For the past decade I’ve been working closely (or, to use that word again, communing) with the Russophone American poet Julia Nemirovskaya. At this point, every word she writes feels immediately familiar to me – I understand it intimately, from the inside. I’ve absorbed her attitudes, her vocabulary, her rhythms, finding or forging within myself their Anglophone equivalents. My versions of her poems and reflections on our collaboration have appeared in a number of journals, and our conversations with students at Bryn Mawr was recently published by World Literature Today. I think it’s high time for us to put together a collection. In fact, the collection is ready, awaiting the right publisher.

I have a few other translation projects lined up, but I also hope to piece together some of my versions of poems and songs from my hometown, Odessa, Ukraine, into a book on this jewel of a city and its spunky scribes. The book would be a companion piece to my translations of Isaac Babel’s stories, a selection of which will soon appear under the title Of Sunshine and Bedbugs from Pushkin Press, which also published Odessa Stories and Red Cavalry.

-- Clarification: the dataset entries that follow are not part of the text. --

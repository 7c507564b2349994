//! Set command implementation: non-interactive selection

use std::path::Path;

use crate::cli::SetArgs;
use crate::config::Configuration;
use crate::error::{LauncherError, Result};
use crate::scan::scan_install_root;
use crate::ui;
use crate::validate::validate_executable;
use crate::version::VersionNumber;

/// Run the set command: scan the root, pick the requested version, validate
/// its binary and persist the configuration in one step.
pub fn run(config_path: &Path, args: SetArgs) -> Result<()> {
    let existing = super::load_or_fresh(config_path)?;
    let root = super::resolve_root(args.root, &existing);

    // Parse first so a version typo fails before any filesystem work
    let requested: VersionNumber = args.version.parse()?;

    let versions = scan_install_root(&root)?;
    let entry = versions
        .iter()
        .find(|v| v.version == requested)
        .ok_or_else(|| LauncherError::VersionNotInstalled {
            version: requested.to_string(),
            root: root.display().to_string(),
        })?;

    validate_executable(&entry.executable_path)?;

    let config = Configuration::from_selection(&super::canonical_root(&root), entry);
    config.save(config_path)?;
    ui::print_saved(entry);

    Ok(())
}
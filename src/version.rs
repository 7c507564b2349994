//! Four-component version numbers as used by EasiCamera install directories
//!
//! Install directories carry versions like `3.1.2.0`. Ordering must be
//! numeric per component, not lexicographic, so that `10.0.0.0` sorts after
//! `9.0.0.0`.

use std::fmt;
use std::str::FromStr;

use crate::error::{LauncherError, Result};

/// Number of dot-separated components a version must have
const COMPONENT_COUNT: usize = 4;

/// A dotted four-component version number, ordered component-wise
#[derive(Debug, Clone, Copy, PartialEq, Eq, PartialOrd, Ord, Hash)]
pub struct VersionNumber([u32; COMPONENT_COUNT]);

impl VersionNumber {
    /// Construct from explicit components (used by tests and fixtures)
    pub fn new(components: [u32; COMPONENT_COUNT]) -> Self {
        Self(components)
    }

    /// The version's components, newest-significant first
    pub fn components(&self) -> &[u32; COMPONENT_COUNT] {
        &self.0
    }
}

impl FromStr for VersionNumber {
    type Err = LauncherError;

    /// Parse a dotted version string, failing fast on wrong arity or
    /// non-numeric components rather than truncating.
    fn from_str(input: &str) -> Result<Self> {
        let parts: Vec<&str> = input.split('.').collect();
        if parts.len() != COMPONENT_COUNT {
            return Err(LauncherError::VersionParse {
                input: input.to_string(),
                reason: format!(
                    "expected {} components, found {}",
                    COMPONENT_COUNT,
                    parts.len()
                ),
            });
        }

        let mut components = [0u32; COMPONENT_COUNT];
        for (slot, part) in components.iter_mut().zip(&parts) {
            *slot = part.parse().map_err(|_| LauncherError::VersionParse {
                input: input.to_string(),
                reason: format!("component '{part}' is not a non-negative integer"),
            })?;
        }

        Ok(Self(components))
    }
}

impl fmt::Display for VersionNumber {
    fn fmt(&self, f: &mut fmt::Formatter<'_>) -> fmt::Result {
        let [a, b, c, d] = self.0;
        write!(f, "{a}.{b}.{c}.{d}")
    }
}
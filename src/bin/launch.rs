//! easicam-launch - starts the configured EasiCamera executable
//!
//! Pipeline: init logging, load config, validate the resolved executable,
//! spawn with a bounded startup wait. Every stage is logged. Exit codes:
//! 0 success (including "still running in background" and a child that
//! exited non-zero within the window), 1 configuration read/validation
//! error, 2 malformed configuration file, 3 launch failure.

use std::path::{Path, PathBuf};

use clap::Parser;

use easicam::config::{Configuration, DEFAULT_CONFIG_FILE};
use easicam::error::{LauncherError, Result};
use easicam::launch::{LaunchOutcome, launch};
use easicam::logging::{self, DEFAULT_LOG_FILE};
use easicam::validate::validate_executable;

/// easicam-launch - start the configured EasiCamera version
#[derive(Parser, Debug)]
#[command(
    name = "easicam-launch",
    author,
    version,
    about = "Starts the EasiCamera executable selected with easicam-config"
)]
struct Args {
    /// Configuration file written by easicam-config
    #[arg(long, default_value = DEFAULT_CONFIG_FILE)]
    config: PathBuf,

    /// Log file, truncated on every run
    #[arg(long, default_value = DEFAULT_LOG_FILE)]
    log: PathBuf,
}

fn main() {
    let args = Args::parse();

    if let Err(e) = logging::init(&args.log) {
        eprintln!("Error: {}", e);
        std::process::exit(exit_code(&e));
    }

    if let Err(e) = run(&args.config) {
        log::error!("launch failed: {}", e);
        eprintln!("Error: {}", e);
        std::process::exit(exit_code(&e));
    }
}

/// The single sequential launch pipeline
fn run(config_path: &Path) -> Result<()> {
    log::info!("loading configuration from {}", config_path.display());
    let config = Configuration::load(config_path)?;
    let executable = config.required_executable_path()?;
    log::info!("target path: {}", executable.display());

    validate_executable(&executable)?;
    log::info!("path validation passed");

    log::info!("starting process");
    match launch(&executable)? {
        LaunchOutcome::Exited {
            code: Some(0),
            ..
        } => {
            log::info!("process exited cleanly within the startup window");
        }
        LaunchOutcome::Exited {
            code,
            stdout,
            stderr,
        } => {
            // Soft failure: logged with the captured output, not fatal
            log::error!(
                "process exited abnormally (code {})\nstdout: {}\nstderr: {}",
                code.map_or_else(|| "killed by signal".to_string(), |c| c.to_string()),
                stdout.trim_end(),
                stderr.trim_end()
            );
        }
        LaunchOutcome::StillRunning => {
            log::info!("process is running in the background");
        }
    }
    log::info!("launch sequence complete");

    Ok(())
}

/// Map an error kind to the documented process exit code
fn exit_code(err: &LauncherError) -> i32 {
    match err {
        LauncherError::ConfigMalformed { .. } => 2,
        LauncherError::PathInvalid { .. } | LauncherError::SpawnFailure { .. } => 3,
        _ => 1,
    }
}
//! Configuration persistence (`config.xml`)
//!
//! A flat XML document with three text elements under `<Configuration>`:
//! `<InstallPath>`, `<Version>`, `<ExecutablePath>`. The editor rewrites the
//! whole document on save; the launcher reads it once per launch and treats
//! `ExecutablePath` as the sole source of truth. Element names are fixed so
//! both tools interoperate with configs written by earlier releases.
//!
//! Reads are tolerant: absent or empty `InstallPath`/`Version` simply mean
//! "not configured". A file that fails to parse is reported as
//! [`LauncherError::ConfigMalformed`], distinctly from an absent file
//! ([`LauncherError::ConfigMissing`]) which is a normal first-run state for
//! the editor.

use std::fs;
use std::io;
use std::path::{Path, PathBuf};

use quick_xml::Reader;
use quick_xml::Writer;
use quick_xml::events::{BytesDecl, BytesEnd, BytesStart, BytesText, Event};

use crate::error::{LauncherError, Result};
use crate::scan::InstalledVersion;

/// Default configuration file name, resolved against the working directory
pub const DEFAULT_CONFIG_FILE: &str = "config.xml";

const ROOT_ELEMENT: &str = "Configuration";
const INSTALL_PATH_ELEMENT: &str = "InstallPath";
const VERSION_ELEMENT: &str = "Version";
const EXECUTABLE_PATH_ELEMENT: &str = "ExecutablePath";

/// The persisted configuration record
#[derive(Debug, Clone, Default, PartialEq, Eq)]
pub struct Configuration {
    /// Install root directory, user-supplied
    pub install_root: Option<String>,
    /// Selected dotted version string
    pub selected_version: Option<String>,
    /// Resolved binary path; derived from root + version, never edited
    pub executable_path: Option<String>,
}

impl Configuration {
    /// Build the record the editor persists: an explicit snapshot of the
    /// chosen root and scanned entry, not state read back out of the UI.
    pub fn from_selection(install_root: &str, selected: &InstalledVersion) -> Self {
        Self {
            install_root: Some(install_root.to_string()),
            selected_version: Some(selected.version.to_string()),
            executable_path: Some(selected.executable_path.display().to_string()),
        }
    }

    /// Load the configuration from `path`.
    ///
    /// # Errors
    ///
    /// [`LauncherError::ConfigMissing`] if the file does not exist,
    /// [`LauncherError::ConfigMalformed`] if it is not valid XML.
    pub fn load(path: &Path) -> Result<Self> {
        let content = match fs::read_to_string(path) {
            Ok(content) => content,
            Err(err) if err.kind() == io::ErrorKind::NotFound => {
                return Err(LauncherError::ConfigMissing {
                    path: path.display().to_string(),
                });
            }
            Err(err) => return Err(err.into()),
        };
        Self::parse(&content, path)
    }

    fn parse(content: &str, path: &Path) -> Result<Self> {
        let malformed = |reason: String| LauncherError::ConfigMalformed {
            path: path.display().to_string(),
            reason,
        };

        let mut reader = Reader::from_str(content);
        reader.config_mut().trim_text(true);

        let mut config = Self::default();
        let mut current: Option<&str> = None;
        loop {
            match reader.read_event() {
                Err(err) => return Err(malformed(err.to_string())),
                Ok(Event::Eof) => break,
                Ok(Event::Start(el)) => {
                    current = match el.name().as_ref() {
                        b"InstallPath" => Some(INSTALL_PATH_ELEMENT),
                        b"Version" => Some(VERSION_ELEMENT),
                        b"ExecutablePath" => Some(EXECUTABLE_PATH_ELEMENT),
                        _ => None,
                    };
                }
                Ok(Event::End(_)) => current = None,
                Ok(Event::Text(text)) => {
                    let value = text
                        .unescape()
                        .map_err(|err| malformed(err.to_string()))?
                        .trim()
                        .to_string();
                    if value.is_empty() {
                        continue;
                    }
                    match current {
                        Some(INSTALL_PATH_ELEMENT) => config.install_root = Some(value),
                        Some(VERSION_ELEMENT) => config.selected_version = Some(value),
                        Some(EXECUTABLE_PATH_ELEMENT) => config.executable_path = Some(value),
                        _ => {}
                    }
                }
                Ok(_) => {}
            }
        }

        Ok(config)
    }

    /// Write a fresh document to `path`, replacing any previous content.
    ///
    /// # Errors
    ///
    /// [`LauncherError::ConfigWriteFailed`] if serialization or the write
    /// fails.
    pub fn save(&self, path: &Path) -> Result<()> {
        let write_failed = |reason: String| LauncherError::ConfigWriteFailed {
            path: path.display().to_string(),
            reason,
        };

        let document = self.to_xml().map_err(write_failed)?;
        fs::write(path, document).map_err(|err| write_failed(err.to_string()))
    }

    fn to_xml(&self) -> std::result::Result<Vec<u8>, String> {
        fn emit(writer: &mut Writer<Vec<u8>>, event: Event<'_>) -> std::result::Result<(), String> {
            writer.write_event(event).map_err(|err| err.to_string())
        }

        let mut writer = Writer::new_with_indent(Vec::new(), b' ', 2);
        emit(
            &mut writer,
            Event::Decl(BytesDecl::new("1.0", Some("utf-8"), None)),
        )?;
        emit(&mut writer, Event::Start(BytesStart::new(ROOT_ELEMENT)))?;

        let fields = [
            (INSTALL_PATH_ELEMENT, &self.install_root),
            (VERSION_ELEMENT, &self.selected_version),
            (EXECUTABLE_PATH_ELEMENT, &self.executable_path),
        ];
        for (name, value) in fields {
            emit(&mut writer, Event::Start(BytesStart::new(name)))?;
            if let Some(value) = value {
                emit(&mut writer, Event::Text(BytesText::new(value)))?;
            }
            emit(&mut writer, Event::End(BytesEnd::new(name)))?;
        }

        emit(&mut writer, Event::End(BytesEnd::new(ROOT_ELEMENT)))?;
        Ok(writer.into_inner())
    }

    /// The resolved executable path the launcher must use.
    ///
    /// # Errors
    ///
    /// [`LauncherError::ConfigIncomplete`] if `ExecutablePath` is absent or
    /// empty.
    pub fn required_executable_path(&self) -> Result<PathBuf> {
        match &self.executable_path {
            Some(path) if !path.is_empty() => Ok(PathBuf::from(path)),
            _ => Err(LauncherError::ConfigIncomplete {
                field: EXECUTABLE_PATH_ELEMENT,
            }),
        }
    }
}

I’m working on poems, too, little by little. Oh, and my wife and I are expecting two little ones any day now. Who knows what they might inspire?

Boris dralyuk

Boris Dralyuk is a literary translator, poet, and the Editor-in-Chief of the Los Angeles Review of Books. He holds a PhD in Slavic Languages and Literatures from UCLA, where he taught Russian literature for a number of years. He has also taught at the University of St Andrews, Scotland. His work has appeared in the Times Literary SupplementThe New York Review of BooksThe New YorkerLondon Review of BooksThe GuardianGranta, and other journals. He is the author of Western Crime Fiction Goes East: The Russian Pinkerton Craze 1907-1934 (Brill, 2012) and translator of several volumes from Russian and Polish, including Isaac Babel’s Red Cavalry (Pushkin Press, 2015) and Odessa Stories (Pushkin Press, 2016), Andrey Kurkov’s The Bickford Fuse (Maclehose Press, 2016), and Mikhail Zoshchenko’s Sentimental Tales (Columbia University Press, 2018). He is also the editor of 1917: Stories and Poems from the Russian Revolution (Pushkin Press, 2016), and co-editor, with Robert Chandler and Irina Mashinski, of The Penguin Book of Russian Poetry (Penguin Classics, 2015). His collection My Hollywood and Other Poems will appear from Paul Dry Books in April 2022. He received first prize in the 2011 Compass Translation Award competition and, with Irina Mashinski, first prize in the 2012 Joseph Brodsky / Stephen Spender Translation Prize competition. In 2020 he received the inaugural Kukula Award for Excellence in Nonfiction Book Reviewing from the Washington Monthly.